During this reading, I ended up focusing on Marxism and the Philosophy of Language. I found this most interesting, but honestly I have heard about Marxism but I would not be able to tell you what it actually is. I find this to be a big bummer. Now that it is my senior year, I would I go back and tell myself to remember important things like this because now I regret not knowing true and valuable information like this. But regardless of this, I found it interesting that basis of signs and that in regards to language.
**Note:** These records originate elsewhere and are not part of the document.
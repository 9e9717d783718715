use std::fmt;

use crate::location::{Location, Span};

#[derive(Debug, Clone, Copy, PartialEq, Eq, Hash)]
pub enum Level {
    Info,
    Warning,
    Error,
    Critical,
}

impl fmt::Display for Level {
    fn fmt(&self, f: &mut fmt::Formatter<'_>) -> fmt::Result {
        let level_str = match self {
            Level::Info => "INFO",
            Level::Warning => "WARNING",
            Level::Error => "ERROR",
            Level::Critical => "CRITICAL",
        };
        write!(f, "{}", level_str)
    }
}

/// Common surface of every error the compiler can report.
///
/// Each stage (source loading, lowering, verification, execution) has its own
/// concrete error type; the driver only ever sees `Box<dyn PyllErrorExt>`.
pub trait PyllErrorExt {
    fn level(&self) -> Level;
    fn message(&self) -> String;
    fn issuer(&self) -> String;
    fn span(&self) -> Option<Span>;
    fn location(&self) -> Option<Location>;
}

impl fmt::Debug for dyn PyllErrorExt {
    fn fmt(&self, f: &mut fmt::Formatter<'_>) -> fmt::Result {
        let loc_str = match self.location() {
            Some(loc) => loc.to_string(),
            None => "unknown".to_string(),
        };
        let span_str = match self.span() {
            Some(span) => span.to_string(),
            None => "span:none".to_string(),
        };

        write!(
            f,
            "PYLL | {} | {} | {} | {} | {}",
            self.level(),
            loc_str,
            self.issuer(),
            span_str,
            self.message()
        )
    }
}

impl fmt::Display for dyn PyllErrorExt {
    fn fmt(&self, f: &mut fmt::Formatter<'_>) -> fmt::Result {
        match self.location() {
            Some(loc) => write!(f, "{} (at {})", self.message(), loc),
            None => write!(f, "{}", self.message()),
        }
    }
}
//! file: core/src/ast/mod.rs
//! description: the syntax tree consumed by lowering.
//!
//! Parsing happens elsewhere; this module defines the tree and decodes its
//! JSON serialization.

pub mod build;
pub mod kind;
pub mod node;

pub use kind::{AstNodeKind, BinaryOperator, BoolOperator, CompareOperator, Keyword, UnaryOperator};
pub use node::AstNode;

use crate::error::PyllErrorExt;
use crate::source::{Source, SourceError};

/// Decode the syntax tree stored in `source`.
pub fn load_ast_from_source(source: &Source) -> Result<AstNode, Box<dyn PyllErrorExt>> {
    if source.is_empty() {
        return Err(SourceError::empty(source));
    }
    let tree: AstNode =
        serde_json::from_str(&source.content).map_err(|e| SourceError::malformed(source, &e))?;
    log::debug!("decoded {} syntax tree from {}", tree.kind.name(), source.name);
    Ok(tree)
}

#[cfg(test)]
mod tests {
    use super::*;

    #[test]
    fn decodes_tree_with_locations() {
        let json = r#"{
            "kind": {"Module": {"body": [
                {"kind": {"Return": {"value": {"kind": {"Constant": {"value": 3}}}}},
                 "location": {"line": 1, "column": 0}}
            ]}}
        }"#;
        let source = Source::from_string("tree.json", json.to_string());
        let tree = load_ast_from_source(&source).expect("tree should decode");

        let AstNodeKind::Module { body } = &tree.kind else {
            panic!("expected module, got {:?}", tree);
        };
        assert_eq!(body.len(), 1);
        assert_eq!(body[0].get_location().map(|l| l.line), Some(1));
    }

    #[test]
    fn malformed_tree_reports_position() {
        let source = Source::from_string("bad.json", "{\"kind\": {\"Module\": ".to_string());
        let err = load_ast_from_source(&source).unwrap_err();
        assert!(err.message().starts_with("Malformed syntax tree"));
        assert!(err.location().is_some());
    }

    #[test]
    fn empty_source_is_rejected() {
        let source = Source::from_string("empty.json", "  \n".to_string());
        let err = load_ast_from_source(&source).unwrap_err();
        assert!(err.message().contains("empty"));
    }
}
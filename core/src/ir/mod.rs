pub mod function;
pub mod lower;
pub mod module;
pub mod op;
pub mod value;
pub mod verify;

pub use self::lower::{lower_ast_to_ir, LowerOptions};
pub use self::module::{FunctionId, IrModule};
pub use self::verify::verify_module;
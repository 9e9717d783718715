//! Reference interpreter for lowered modules.
//!
//! Not a backend: it exists to observe what a module computes, for tests and
//! for `pyll run`.

mod exec;
mod host;

pub use exec::{ExecError, ExecErrorKind, ExecOptions, ExecOutcome};

use crate::ir::module::IrModule;

pub struct VM<'m> {
    module: &'m IrModule,
    options: ExecOptions,
}

impl<'m> VM<'m> {
    pub fn new(module: &'m IrModule) -> Self {
        VM { module, options: ExecOptions::default() }
    }

    pub fn with_options(mut self, options: ExecOptions) -> Self {
        self.options = options;
        self
    }

    /// Call the function registered as `name` with `args`.
    pub fn run(&self, name: &str, args: &[i32]) -> Result<ExecOutcome, ExecError> {
        let id = self.module.lookup(name).ok_or_else(|| {
            ExecError::new(ExecErrorKind::UnknownFunction, format!("no function named @{}", name))
        })?;
        let mut state = exec::ExecState::new(self.module, self.options.clone());
        let value = state.call(id, args)?;
        Ok(ExecOutcome { value, output: state.output, steps: state.steps })
    }
}

pub fn run_function(
    module: &IrModule,
    name: &str,
    args: &[i32],
    options: &ExecOptions,
) -> Result<ExecOutcome, ExecError> {
    VM::new(module).with_options(options.clone()).run(name, args)
}
//! Lowering for statement nodes.
//!
//! Statements are where blocks come from: `if` and `while` build their
//! block topology here, and `return` closes the current block. Code that
//! follows a terminator is lowered into a fresh `unreachable` block so no
//! block ever gets a second terminator.
//!
//! See also: `ir::lower::lower_expr` for expression lowering.

use crate::ast::{AstNode, AstNodeKind};
use crate::ir::value::Value;

use super::err::LoweringError;
use super::function_builder::FunctionBuilder;
use super::lower_expr::{lower_condition, lower_expr};
use super::lowering_context::LoweringContext;

pub fn lower_block(
    stmts: &[AstNode],
    fb: &mut FunctionBuilder,
    ctx: &mut LoweringContext,
) -> Result<(), LoweringError> {
    for stmt in stmts.iter() {
        if fb.is_terminated() {
            let dead = fb.new_block("unreachable");
            fb.set_insertion_point(dead);
        }
        lower_statement(stmt, fb, ctx)?;
    }
    Ok(())
}

pub fn lower_statement(
    stmt: &AstNode,
    fb: &mut FunctionBuilder,
    ctx: &mut LoweringContext,
) -> Result<(), LoweringError> {
    lower_statement_kind(stmt, fb, ctx).map_err(|e| e.at(stmt))
}

fn lower_statement_kind(
    stmt: &AstNode,
    fb: &mut FunctionBuilder,
    ctx: &mut LoweringContext,
) -> Result<(), LoweringError> {
    match stmt.get_kind() {
        AstNodeKind::Assign { targets, value } => {
            if targets.len() != 1 {
                return Err(LoweringError::unsupported("multiple variable assignment"));
            }
            let AstNodeKind::Name { id } = targets[0].get_kind() else {
                return Err(LoweringError::unsupported(&format!(
                    "assignment to a \"{}\" target",
                    targets[0].get_kind().name()
                ))
                .at(&targets[0]));
            };
            let rhs = lower_expr(value, fb, ctx)?;
            fb.write_variable(id, rhs)
        }

        AstNodeKind::Expr { value } => {
            lower_expr(value, fb, ctx)?;
            Ok(())
        }

        AstNodeKind::Return { value } => {
            let v = match value {
                Some(v) => lower_expr(v, fb, ctx)?,
                None => Value::int(0),
            };
            fb.build_ret(v)
        }

        AstNodeKind::If { test, body, orelse } => lower_if(test, body, orelse, fb, ctx),

        AstNodeKind::While { test, body, orelse } => {
            if !orelse.is_empty() {
                return Err(LoweringError::unsupported("While - else statement"));
            }
            lower_while(test, body, fb, ctx)
        }

        AstNodeKind::FunctionDef { name, params, body } => {
            super::lower_function(ctx, name, params, body)?;
            Ok(())
        }

        AstNodeKind::AugAssign { op, .. } => Err(LoweringError::unsupported(&format!(
            "augmented assignment (\"{}=\")",
            op.symbol()
        ))),

        AstNodeKind::For { .. } | AstNodeKind::Pass | AstNodeKind::Break | AstNodeKind::Continue => Err(
            LoweringError::unsupported(&format!("\"{}\" statement", stmt.get_kind().name())),
        ),

        AstNodeKind::Module { .. } => Err(LoweringError::unsupported("nested \"Module\" node")),

        // a bare expression in statement position behaves like `Expr`
        AstNodeKind::Constant { .. }
        | AstNodeKind::Str { .. }
        | AstNodeKind::Name { .. }
        | AstNodeKind::UnaryOp { .. }
        | AstNodeKind::BinOp { .. }
        | AstNodeKind::BoolOp { .. }
        | AstNodeKind::Compare { .. }
        | AstNodeKind::Call { .. }
        | AstNodeKind::Attribute { .. } => {
            lower_expr(stmt, fb, ctx)?;
            Ok(())
        }
    }
}

fn lower_if(
    test: &AstNode,
    body: &[AstNode],
    orelse: &[AstNode],
    fb: &mut FunctionBuilder,
    ctx: &mut LoweringContext,
) -> Result<(), LoweringError> {
    let cond = lower_condition(test, fb, ctx)?;
    let then_block = fb.new_block("if.then");
    let else_block = fb.new_block("if.else");
    fb.build_cond_br(cond, then_block, else_block)?;

    // created only once some arm falls through
    let mut join = None;

    fb.set_insertion_point(then_block);
    lower_block(body, fb, ctx)?;
    if !fb.is_terminated() {
        let end = *join.get_or_insert_with(|| fb.new_block("if.end"));
        fb.build_br(end)?;
    }

    fb.set_insertion_point(else_block);
    // Only the first statement of an else clause is lowered.
    if let Some(first) = orelse.first() {
        if orelse.len() > 1 {
            log::debug!(
                "@{}: else clause has {} statements, lowering only the first",
                fb.name(),
                orelse.len()
            );
        }
        lower_statement(first, fb, ctx)?;
    }
    if !fb.is_terminated() {
        let end = *join.get_or_insert_with(|| fb.new_block("if.end"));
        fb.build_br(end)?;
    }

    if let Some(end) = join {
        fb.set_insertion_point(end);
    }
    Ok(())
}

fn lower_while(
    test: &AstNode,
    body: &[AstNode],
    fb: &mut FunctionBuilder,
    ctx: &mut LoweringContext,
) -> Result<(), LoweringError> {
    let test_block = fb.new_block("while.test");
    let body_block = fb.new_block("while.body");
    let end_block = fb.new_block("while.end");

    fb.build_br(test_block)?;
    fb.set_insertion_point(test_block);
    let cond = lower_condition(test, fb, ctx)?;
    // The branch on `cond` is emitted after the body; remember where the
    // test evaluation ended so it is the one and only copy.
    let test_exit = fb.insertion_block();

    fb.set_insertion_point(body_block);
    lower_block(body, fb, ctx)?;
    if !fb.is_terminated() {
        fb.build_br(test_block)?;
    }

    fb.set_insertion_point(test_exit);
    fb.build_cond_br(cond, body_block, end_block)?;
    fb.set_insertion_point(end_block);
    Ok(())
}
On page 1210 it states the following: "Everything ideological possesses meaning: it represents, depicts, or stands for something lying outside of itself. In other words, it is a sign. Without signs, there is no ideology. A physical body equals itself, so to speak; it does not signify anything but wholly coincides with its particular given nature. In this case there is no question of ideology." (pg. 1210)
I found this paragraph very interesting at a reader because it is such a bizarre concept to think about. When thinking about everything, it is true that everything does have a sign. It also says, "Every sign is subject to the criteria of ideological evaluation (i.e. whether it is true, false, correct, fair, good, etc.). The domain of ideology coincides with the domain of signs They equate with one another. Wherever a sign is present, ideology is present, too." (pg. 1211) I just find this concepts to bizarre to wrap my head around. Marxism is such a huge part of our world and logic.
I feel as though rhetoric is interrelated in someway or another I find it hard to believe we haven't as a society put these pieces together yet. The world is such a large place, but yet we can somehow connect every thing to one another.